Dirinya tak memungkiri bahwa kasus KDRT tersebut memang tindakan pidana, namun dalam memutuskan suatu peradilan tidak serta merta dilihat dari satu sisi. Namun banyak faktor yang harus dinilai, kenapa kejadian KDRT bisa terjadi. Sebab, kasus ini terjadi diduga sang istri ada main dengan pria lain. 

"Kita tidak bisa mengahakimi seseorang dengan hanya melihat satu sisi. Banyak faktor yang harus dilihat, persoalan apa yang memicu adanya KDRT ini. Tidak ada asap jika tidak ada api," terangnya.

Adanya gerakan aksi menolak tuntutan JPU sebelumnya, pihaknya menilai ada oknum yang mencoba mencari kesempatan dan menunggangi aksi tersebut. Mengingat terdakwa (APS) merupakan anggota legislatif fraksi dari PKB. "Gerakan masif yang dibangun oleh oknum yang tidak bertanggungjawab sebelumnya, terindikasi ada kepentingan terselubung. Kami menduga ada indikasi politik di balik kasus KDRT ini, agar terdakwa bisa di PAW. Ini merupakan cara-cara jahat dengan memanfaatkan situasi," tudingnya.

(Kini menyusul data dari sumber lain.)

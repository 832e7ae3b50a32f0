//! Secret management and injection.
//!
//! Secrets live in an in-process AES-256-GCM store (key derived from the
//! master passphrase with PBKDF2) or behind an external vault port. On job
//! start each declared secret is decrypted and injected by env, file, or
//! tmpfs mount, and the job receives a short-lived access token that is
//! revoked at context close.

use aes_gcm::aead::{Aead, AeadCore, OsRng};
use aes_gcm::{Aes256Gcm, KeyInit, Nonce};
use base64::Engine as _;
use chrono::{DateTime, Duration, Utc};
use pbkdf2::pbkdf2_hmac_array;
use sha2::Sha256;
use std::collections::HashMap;
use std::sync::Arc;
use tokio::sync::Mutex;
use tracing::{debug, info};
use uuid::Uuid;

use crate::domain::errors::{OrchestratorError, OrchestratorResult};
use crate::domain::models::{InjectedSecret, SecretInjectionMode, SecretNeed};
use crate::domain::ports::{ContainerSpec, SecretVault};

const SALT_SIZE: usize = 16;
const NONCE_SIZE: usize = 12;
const PBKDF2_ITERATIONS: u32 = 100_000;
const KEY_SIZE: usize = 32;

/// Lifetime of job access tokens.
const TOKEN_TTL_MINUTES: i64 = 60;

#[derive(Clone)]
struct StoredSecret {
    /// `salt || nonce || ciphertext`, base64.
    envelope: String,
}

#[derive(Clone)]
struct IssuedToken {
    job_id: Uuid,
    expires_at: DateTime<Utc>,
    revoked: bool,
}

struct SecretState {
    secrets: HashMap<String, StoredSecret>,
    tokens: HashMap<String, IssuedToken>,
}

/// Encrypted secret store plus injection plumbing.
pub struct SecretManager {
    enabled: bool,
    passphrase: String,
    vault: Option<Arc<dyn SecretVault>>,
    state: Mutex<SecretState>,
}

impl SecretManager {
    pub fn new(enabled: bool, passphrase: impl Into<String>) -> Self {
        Self {
            enabled,
            passphrase: passphrase.into(),
            vault: None,
            state: Mutex::new(SecretState {
                secrets: HashMap::new(),
                tokens: HashMap::new(),
            }),
        }
    }

    /// Route fetches through an external vault instead of the local store.
    pub fn with_vault(mut self, vault: Arc<dyn SecretVault>) -> Self {
        self.vault = Some(vault);
        self
    }

    fn derive_key(passphrase: &str, salt: &[u8]) -> [u8; KEY_SIZE] {
        pbkdf2_hmac_array::<Sha256, KEY_SIZE>(passphrase.as_bytes(), salt, PBKDF2_ITERATIONS)
    }

    fn encrypt(&self, plaintext: &[u8]) -> OrchestratorResult<String> {
        let salt: [u8; SALT_SIZE] = rand_bytes();
        let key = Self::derive_key(&self.passphrase, &salt);
        let cipher = Aes256Gcm::new_from_slice(&key)
            .map_err(|e| OrchestratorError::InternalError(e.to_string()))?;
        let nonce = Aes256Gcm::generate_nonce(&mut OsRng);
        let ciphertext = cipher
            .encrypt(&nonce, plaintext)
            .map_err(|e| OrchestratorError::InternalError(e.to_string()))?;

        let mut envelope = Vec::with_capacity(SALT_SIZE + NONCE_SIZE + ciphertext.len());
        envelope.extend_from_slice(&salt);
        envelope.extend_from_slice(&nonce);
        envelope.extend_from_slice(&ciphertext);
        Ok(base64::engine::general_purpose::STANDARD.encode(envelope))
    }

    fn decrypt(&self, envelope: &str) -> OrchestratorResult<Vec<u8>> {
        let raw = base64::engine::general_purpose::STANDARD
            .decode(envelope)
            .map_err(|e| OrchestratorError::SecretUnavailable(e.to_string()))?;
        if raw.len() < SALT_SIZE + NONCE_SIZE {
            return Err(OrchestratorError::SecretUnavailable(
                "envelope too short".to_string(),
            ));
        }
        let (salt, rest) = raw.split_at(SALT_SIZE);
        let (nonce, ciphertext) = rest.split_at(NONCE_SIZE);
        let key = Self::derive_key(&self.passphrase, salt);
        let cipher = Aes256Gcm::new_from_slice(&key)
            .map_err(|e| OrchestratorError::InternalError(e.to_string()))?;
        cipher
            .decrypt(Nonce::from_slice(nonce), ciphertext)
            .map_err(|_| OrchestratorError::SecretUnavailable("decryption failed".to_string()))
    }

    /// Store a secret encrypted at rest.
    pub async fn store(&self, name: impl Into<String>, value: &[u8]) -> OrchestratorResult<()> {
        let envelope = self.encrypt(value)?;
        self.state
            .lock()
            .await
            .secrets
            .insert(name.into(), StoredSecret { envelope });
        Ok(())
    }

    async fn fetch(&self, name: &str) -> OrchestratorResult<Vec<u8>> {
        if let Some(vault) = &self.vault {
            let material = vault
                .fetch(name)
                .await
                .map_err(|e| OrchestratorError::SecretUnavailable(e.to_string()))?;
            return Ok(material.value);
        }
        let state = self.state.lock().await;
        let stored = state
            .secrets
            .get(name)
            .ok_or_else(|| OrchestratorError::SecretUnavailable(name.to_string()))?;
        self.decrypt(&stored.envelope)
    }

    /// Decrypt and inject every declared secret into the container spec.
    /// Returns the injection records (with access tokens) for the security
    /// context.
    pub async fn inject(
        &self,
        job_id: Uuid,
        needs: &[SecretNeed],
        spec: &mut ContainerSpec,
    ) -> OrchestratorResult<Vec<InjectedSecret>> {
        if !self.enabled || needs.is_empty() {
            return Ok(Vec::new());
        }
        let mut injected = Vec::with_capacity(needs.len());
        for need in needs {
            let value = self.fetch(&need.name).await?;
            match need.mode {
                SecretInjectionMode::Env => {
                    let var = need
                        .target
                        .clone()
                        .unwrap_or_else(|| need.name.to_uppercase().replace('-', "_"));
                    spec.env.insert(
                        var,
                        String::from_utf8_lossy(&value).into_owned(),
                    );
                }
                SecretInjectionMode::File => {
                    // The engine materialises labelled secret files at
                    // start; the value itself never lands in the spec.
                    let path = need
                        .target
                        .clone()
                        .unwrap_or_else(|| format!("/run/secrets/{}", need.name));
                    spec.labels
                        .insert(format!("runnerhub.secret-file.{}", need.name), path);
                }
                SecretInjectionMode::Memory => {
                    spec.tmpfs.push(format!("/run/secrets/{}", need.name));
                }
            }

            let token = self.issue_token(job_id).await;
            injected.push(InjectedSecret {
                name: need.name.clone(),
                access_token: token,
                expires_at: Utc::now() + Duration::minutes(TOKEN_TTL_MINUTES),
            });
            debug!(job_id = %job_id, secret = %need.name, mode = ?need.mode, "secret injected");
        }
        Ok(injected)
    }

    async fn issue_token(&self, job_id: Uuid) -> String {
        let token_bytes: [u8; 24] = rand_bytes();
        let token = base64::engine::general_purpose::URL_SAFE_NO_PAD.encode(token_bytes);
        self.state.lock().await.tokens.insert(
            token.clone(),
            IssuedToken {
                job_id,
                expires_at: Utc::now() + Duration::minutes(TOKEN_TTL_MINUTES),
                revoked: false,
            },
        );
        token
    }

    /// Whether a token currently grants secret re-reads for its job.
    pub async fn token_valid(&self, token: &str) -> bool {
        self.state
            .lock()
            .await
            .tokens
            .get(token)
            .is_some_and(|t| !t.revoked && t.expires_at > Utc::now())
    }

    /// Revoke every token issued to a job. Called at context close.
    pub async fn revoke_job_tokens(&self, job_id: Uuid) -> usize {
        let mut state = self.state.lock().await;
        let mut revoked = 0;
        for token in state.tokens.values_mut() {
            if token.job_id == job_id && !token.revoked {
                token.revoked = true;
                revoked += 1;
            }
        }
        if revoked > 0 {
            info!(job_id = %job_id, count = revoked, "secret access tokens revoked");
        }
        revoked
    }

    pub fn is_enabled(&self) -> bool {
        self.enabled
    }
}

/// Random bytes from the AEAD crate's RNG.
fn rand_bytes<const N: usize>() -> [u8; N] {
    use aes_gcm::aead::rand_core::RngCore;
    let mut bytes = [0u8; N];
    OsRng.fill_bytes(&mut bytes);
    bytes
}

#[cfg(test)]
mod tests {
    use super::*;

    fn manager() -> SecretManager {
        SecretManager::new(true, "correct horse battery staple")
    }

    fn need(name: &str, mode: SecretInjectionMode) -> SecretNeed {
        SecretNeed {
            name: name.to_string(),
            mode,
            target: None,
        }
    }

    #[tokio::test]
    async fn test_store_and_fetch_round_trip() {
        let secrets = manager();
        secrets.store("npm-token", b"s3cr3t").await.unwrap();
        let value = secrets.fetch("npm-token").await.unwrap();
        assert_eq!(value, b"s3cr3t");
    }

    #[tokio::test]
    async fn test_missing_secret_unavailable() {
        let secrets = manager();
        let err = secrets.fetch("ghost").await.unwrap_err();
        assert!(matches!(err, OrchestratorError::SecretUnavailable(_)));
    }

    #[tokio::test]
    async fn test_wrong_passphrase_fails_decrypt() {
        let secrets = manager();
        secrets.store("token", b"value").await.unwrap();
        let envelope = secrets
            .state
            .lock()
            .await
            .secrets
            .get("token")
            .unwrap()
            .envelope
            .clone();

        let other = SecretManager::new(true, "wrong passphrase");
        assert!(other.decrypt(&envelope).is_err());
    }

    #[tokio::test]
    async fn test_env_injection() {
        let secrets = manager();
        secrets.store("npm-token", b"abc123").await.unwrap();

        let mut spec = ContainerSpec::default();
        let job_id = Uuid::new_v4();
        let injected = secrets
            .inject(job_id, &[need("npm-token", SecretInjectionMode::Env)], &mut spec)
            .await
            .unwrap();

        assert_eq!(spec.env.get("NPM_TOKEN").map(String::as_str), Some("abc123"));
        assert_eq!(injected.len(), 1);
        assert!(secrets.token_valid(&injected[0].access_token).await);
    }

    #[tokio::test]
    async fn test_file_and_memory_injection_never_put_value_in_spec() {
        let secrets = manager();
        secrets.store("deploy-key", b"PRIVATE").await.unwrap();

        let mut spec = ContainerSpec::default();
        secrets
            .inject(
                Uuid::new_v4(),
                &[
                    need("deploy-key", SecretInjectionMode::File),
                    need("deploy-key", SecretInjectionMode::Memory),
                ],
                &mut spec,
            )
            .await
            .unwrap();

        let rendered = serde_json::to_string(&spec).unwrap();
        assert!(!rendered.contains("PRIVATE"));
        assert!(spec
            .labels
            .contains_key("runnerhub.secret-file.deploy-key"));
        assert_eq!(spec.tmpfs, vec!["/run/secrets/deploy-key".to_string()]);
    }

    #[tokio::test]
    async fn test_revoke_job_tokens() {
        let secrets = manager();
        secrets.store("token", b"v").await.unwrap();

        let job_id = Uuid::new_v4();
        let mut spec = ContainerSpec::default();
        let injected = secrets
            .inject(job_id, &[need("token", SecretInjectionMode::Env)], &mut spec)
            .await
            .unwrap();
        let token = injected[0].access_token.clone();
        assert!(secrets.token_valid(&token).await);

        assert_eq!(secrets.revoke_job_tokens(job_id).await, 1);
        assert!(!secrets.token_valid(&token).await);

        // Revoking again finds nothing outstanding.
        assert_eq!(secrets.revoke_job_tokens(job_id).await, 0);
    }

    #[tokio::test]
    async fn test_disabled_injects_nothing() {
        let secrets = SecretManager::new(false, "pass");
        let mut spec = ContainerSpec::default();
        let injected = secrets
            .inject(
                Uuid::new_v4(),
                &[need("anything", SecretInjectionMode::Env)],
                &mut spec,
            )
            .await
            .unwrap();
        assert!(injected.is_empty());
        assert!(spec.env.is_empty());
    }

    #[tokio::test]
    async fn test_missing_secret_blocks_injection() {
        let secrets = manager();
        let mut spec = ContainerSpec::default();
        let err = secrets
            .inject(
                Uuid::new_v4(),
                &[need("ghost", SecretInjectionMode::Env)],
                &mut spec,
            )
            .await
            .unwrap_err();
        assert!(matches!(err, OrchestratorError::SecretUnavailable(_)));
    }
}
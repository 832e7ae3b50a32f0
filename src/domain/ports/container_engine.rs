//! Container engine port.
//!
//! The orchestrator depends on a container engine that can create, start,
//! stop, and remove containers, attach them to networks, update cgroup
//! limits, exec commands, and stream stats. Docker-compatible engines
//! satisfy this; tests use the in-process mock adapter.

use anyhow::Result;
use async_trait::async_trait;
use serde::{Deserialize, Serialize};
use std::collections::HashMap;

/// Specification for creating a container.
#[derive(Debug, Clone, Default, PartialEq, Serialize, Deserialize)]
pub struct ContainerSpec {
    pub image: String,
    pub name: String,
    #[serde(default)]
    pub env: HashMap<String, String>,
    #[serde(default)]
    pub labels: HashMap<String, String>,
    #[serde(default)]
    pub cmd: Vec<String>,
    /// Tmpfs mounts for memory-mode secret injection.
    #[serde(default)]
    pub tmpfs: Vec<String>,
}

/// Cgroup limit update for a running container.
#[derive(Debug, Clone, Copy, Default, PartialEq, Serialize, Deserialize)]
pub struct UpdateLimits {
    #[serde(default, skip_serializing_if = "Option::is_none")]
    pub cpu_shares: Option<u64>,
    #[serde(default, skip_serializing_if = "Option::is_none")]
    pub cpu_quota: Option<i64>,
    #[serde(default, skip_serializing_if = "Option::is_none")]
    pub memory_bytes: Option<u64>,
    #[serde(default, skip_serializing_if = "Option::is_none")]
    pub memory_swap_bytes: Option<i64>,
    #[serde(default, skip_serializing_if = "Option::is_none")]
    pub pids_limit: Option<u64>,
    #[serde(default, skip_serializing_if = "Option::is_none")]
    pub blkio_weight: Option<u16>,
}

/// Point-in-time container statistics.
#[derive(Debug, Clone, Default, PartialEq, Serialize, Deserialize)]
pub struct ContainerStats {
    /// CPU utilization fraction over the sample window.
    pub cpu_fraction: f64,
    pub memory_bytes: u64,
    pub memory_limit_bytes: u64,
    pub blkio_read_bytes: u64,
    pub blkio_write_bytes: u64,
    /// Per-network rx/tx byte counters.
    pub networks: HashMap<String, (u64, u64)>,
}

/// Result of an exec inside a container.
#[derive(Debug, Clone, Default, PartialEq, Eq, Serialize, Deserialize)]
pub struct ExecOutput {
    pub stdout: String,
    pub stderr: String,
    pub exit_code: i32,
}

/// Specification for creating an isolated network.
#[derive(Debug, Clone, Default, PartialEq, Eq, Serialize, Deserialize)]
pub struct NetworkSpec {
    pub name: String,
    /// CIDR, e.g. `10.17.42.0/24`.
    pub subnet: String,
    pub gateway: String,
    /// No external routing when set.
    pub internal: bool,
    pub enable_ipv6: bool,
    #[serde(default)]
    pub labels: HashMap<String, String>,
}

/// Endpoint options when attaching a container to a network.
#[derive(Debug, Clone, Default, PartialEq, Eq, Serialize, Deserialize)]
pub struct EndpointSpec {
    #[serde(default, skip_serializing_if = "Option::is_none")]
    pub ipv4_address: Option<String>,
    #[serde(default)]
    pub aliases: Vec<String>,
}

/// Container inspection summary.
#[derive(Debug, Clone, Default, PartialEq, Serialize, Deserialize)]
pub struct ContainerInfo {
    pub id: String,
    pub name: String,
    pub image: String,
    pub running: bool,
    #[serde(default)]
    pub networks: Vec<String>,
}

/// Port to the container engine the orchestrator runs jobs on.
#[async_trait]
pub trait ContainerEngine: Send + Sync {
    /// Create a container; returns its id.
    async fn create(&self, spec: ContainerSpec) -> Result<String>;

    async fn start(&self, id: &str) -> Result<()>;

    /// Stop with a grace period before SIGKILL.
    async fn stop(&self, id: &str, grace_period_secs: u64) -> Result<()>;

    async fn remove(&self, id: &str, force: bool) -> Result<()>;

    /// Run a command inside the container.
    async fn exec(&self, id: &str, argv: &[String]) -> Result<ExecOutput>;

    async fn stats(&self, id: &str) -> Result<ContainerStats>;

    async fn inspect(&self, id: &str) -> Result<ContainerInfo>;

    /// Export the container filesystem as a tar stream, returned as bytes.
    async fn export(&self, id: &str) -> Result<Vec<u8>>;

    async fn update_limits(&self, id: &str, limits: UpdateLimits) -> Result<()>;

    /// Create an isolated network; returns its id.
    async fn create_network(&self, spec: NetworkSpec) -> Result<String>;

    async fn connect_container(
        &self,
        network_id: &str,
        container_id: &str,
        endpoint: EndpointSpec,
    ) -> Result<()>;

    async fn disconnect_container(&self, network_id: &str, container_id: &str) -> Result<()>;

    /// Remove a network. Removing an already removed network is a no-op.
    async fn remove_network(&self, network_id: &str) -> Result<()>;

    /// Networks currently known to the engine.
    async fn list_networks(&self) -> Result<Vec<String>>;
}
//! Resource scheduler.
//!
//! Owns the resource pools. For each job it picks a pool and a runner
//! inside it under the configured policy, then reserves capacity on both.
//! Reservations and releases are atomic with respect to other scheduler
//! passes; the pool counter invariant `reserved + available == total` is
//! maintained by construction.

use chrono::{DateTime, Duration as ChronoDuration, Utc};
use serde::{Deserialize, Serialize};
use std::collections::HashMap;
use std::time::Instant;
use tokio::sync::Mutex;
use tracing::{debug, info, warn};
use uuid::Uuid;

use crate::domain::errors::{OrchestratorError, OrchestratorResult};
use crate::domain::models::{
    Job, JobPriority, PoolCapacity, PoolStatus, PreemptionStrategy, ResourceAllocation,
    ResourcePool, RunnerCandidate, SchedulerConfig, SchedulingAlgorithm,
};

/// A reservation binding a job to a pool and runner.
#[derive(Debug, Clone, PartialEq, Serialize, Deserialize)]
pub struct ScheduledJob {
    pub job_id: Uuid,
    pub pool_id: String,
    pub runner_id: String,
    pub scheduled_at: DateTime<Utc>,
    pub est_start: DateTime<Utc>,
    pub est_end: DateTime<Utc>,
    pub allocation: ResourceAllocation,
    pub priority: JobPriority,
    pub preemptible: bool,
}

/// Result of a successful scheduling call.
#[derive(Debug, Clone, PartialEq)]
pub struct ScheduleOutcome {
    pub scheduled: ScheduledJob,
    /// Job evicted to make room, if preemption fired.
    pub preempted: Option<Uuid>,
}

/// Scaling decision emitted by an auto-scaling evaluation.
#[derive(Debug, Clone, PartialEq, Eq, Serialize, Deserialize)]
pub enum ScaleDecision {
    /// Add this many runners to the pool.
    Up { pool_id: String, count: u32 },
    /// Remove these idle runners from the pool.
    Down { pool_id: String, runner_ids: Vec<String> },
}

/// Runner bookkeeping inside the scheduler.
#[derive(Debug, Clone)]
struct SchedulerRunner {
    candidate: RunnerCandidate,
    pool_id: String,
    /// Per-runner counters mirroring the pool's classes.
    capacity: PoolCapacity,
    active_jobs: u32,
}

struct SchedulerState {
    pools: HashMap<String, ResourcePool>,
    /// Pool insertion order, for FIFO pool selection.
    pool_order: Vec<String>,
    runners: HashMap<String, SchedulerRunner>,
    scheduled: HashMap<Uuid, ScheduledJob>,
    /// Per-pool (last scale up, last scale down).
    scale_marks: HashMap<String, (Option<Instant>, Option<Instant>)>,
}

/// Picks (pool, runner) and reserves capacity.
pub struct Scheduler {
    config: SchedulerConfig,
    state: Mutex<SchedulerState>,
}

Orator lain, Syamsulrizal juga menyampaikan bahwa kasus KDRT merupakan persoalan internal keluarga yang harusnya diselesaikan secara musyawarah. Apalagi, pihak aparat telah memediasi kedua belah pihak untuk dicarikan solusi terbaik. Bahkan sang korban pun telah memaafkan terdakwa yang dituangkan dalam surat penyataan.

"Kasus ini bisa dibilang persoalan keluarga yang dapat diselesaikan dengan baik-baik. Jangan kemudian diplintir dan dipolitisir, seakan-akan kasus kejahatan besar yang justru berimbas pada kredibilatas lembaga penegak hukum," kata aktivis yang biasa dipanggil Rizal Patikawa ini.

Oleh sebab itu, pihaknya berharap kepada APH untuk tetap menegakan supremasi hukum yang ada, tanpa terpengaruh dengan intervensi dari eksternal, yang justru akan memunculkan kesan bahwa lembaga hukum di Indonesia khususnya Dompu dapat diatur-atur oleh pihak luar, sehingga muncul mosi tidak percaya masyarakat. 

"Hal ini yang harus kita antisipasi, jangan karena kuat intervensi dari luar, kemudian mempengaruhi keputusan Kejari dan Pengadilan. Ini sangat berbahaya bagi lembaga hukum," pungkasnya.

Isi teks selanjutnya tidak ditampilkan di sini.